The foreskin should first be gently manipulated to determine if the meatus can be easily visualized. Pressure used for this should be gentle to avoid tearing of tissues, similar to the amount of pressure that would be used when spreading the labia to visualize the meatus of a girl. If the natural attachments of the foreskin to the glans (head of the penis) remain, the foreskin should not be forced back to expose the meatus.

If the foreskin can be gently moved such that the glans and meatus can be seen, catheterization can be performed under direct vision using a sterile technique. The foreskin should never be retracted past the point where it has already naturally separated. (7)

If the meatus cannot be seen, the genitals can be prepared and draped in a sterile manner without retraction. The catheter can then be lubricated and gently inserted through the foreskin opening and guided into the meatus, much like an intravenous catheter is guided into a vein by feel. Gentle pressure with the thumb along the dorsal aspect and the fingers along the ventral surface of the penis can keep the catheter from slipping between the glans and inner lining of the foreskin into the preputial space (Figure 1).

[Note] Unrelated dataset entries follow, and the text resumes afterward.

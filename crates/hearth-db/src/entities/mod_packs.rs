use sea_orm::entity::prelude::*;

#[derive(Clone, Debug, PartialEq, DeriveEntityModel)]
#[sea_orm(table_name = "mod_packs")]
pub struct Model {
    #[sea_orm(primary_key, auto_increment = false)]
    pub id: Uuid,
    pub title: String,
    // Exported launcher preset; workshop links are pulled out of it.
    #[sea_orm(column_type = "Text")]
    pub html: String,
    pub is_active: bool,
    pub created_at: DateTimeWithTimeZone,
}

#[derive(Copy, Clone, Debug, EnumIter, DeriveRelation)]
pub enum Relation {}

impl ActiveModelBehavior for ActiveModel {}
use std::path::Path;

use tracing_appender::non_blocking::WorkerGuard;
use tracing_subscriber::{EnvFilter, layer::SubscriberExt, util::SubscriberInitExt};

/// Installs the global subscriber: stderr always, plus a daily-rolling file
/// under `log_dir` when given. Keep the returned guard alive until exit or
/// buffered file lines are lost.
pub fn init(log_dir: Option<&Path>) -> anyhow::Result<Option<WorkerGuard>> {
    let filter = EnvFilter::try_from_default_env().unwrap_or_else(|_| EnvFilter::new("info"));
    let stderr = tracing_subscriber::fmt::layer().with_writer(std::io::stderr);

    let Some(dir) = log_dir else {
        tracing_subscriber::registry()
            .with(filter)
            .with(stderr)
            .try_init()?;
        return Ok(None);
    };

    std::fs::create_dir_all(dir)?;
    let appender = tracing_appender::rolling::daily(dir, "hearth-agent.log");
    let (writer, guard) = tracing_appender::non_blocking(appender);
    let file = tracing_subscriber::fmt::layer()
        .with_ansi(false)
        .with_writer(writer);

    tracing_subscriber::registry()
        .with(filter)
        .with(stderr)
        .with(file)
        .try_init()?;
    Ok(Some(guard))
}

When catheterization is being performed for the purpose of collecting a urine specimen, the foreskin should also not be forcibly retracted. In both boys with an intact prepuce and girls, the initial urine obtained during catheterization should be discarded, as this will contain preputial and periurethral flora. The latter urine should be saved for culture. (8)


Discussion

An understanding of the normal anatomy and development of the foreskin illustrates why the technique of catheterization without retraction is an important skill for health care practitioners. Physiologic phimosis is the normal state of young boys. (9) This finding is characterized by a closed preputial outlet with the inner mucosa of the foreskin beginning to evert through the preputial opening, which is healthy with no scarring. The glans cannot be seen without retraction. This is in contrast to pathologic phimosis, in which the glans and meatus can often be seen, as the scarred ring of the preputial orifice is held open and no mucosa is visible at the preputial outlet. (10)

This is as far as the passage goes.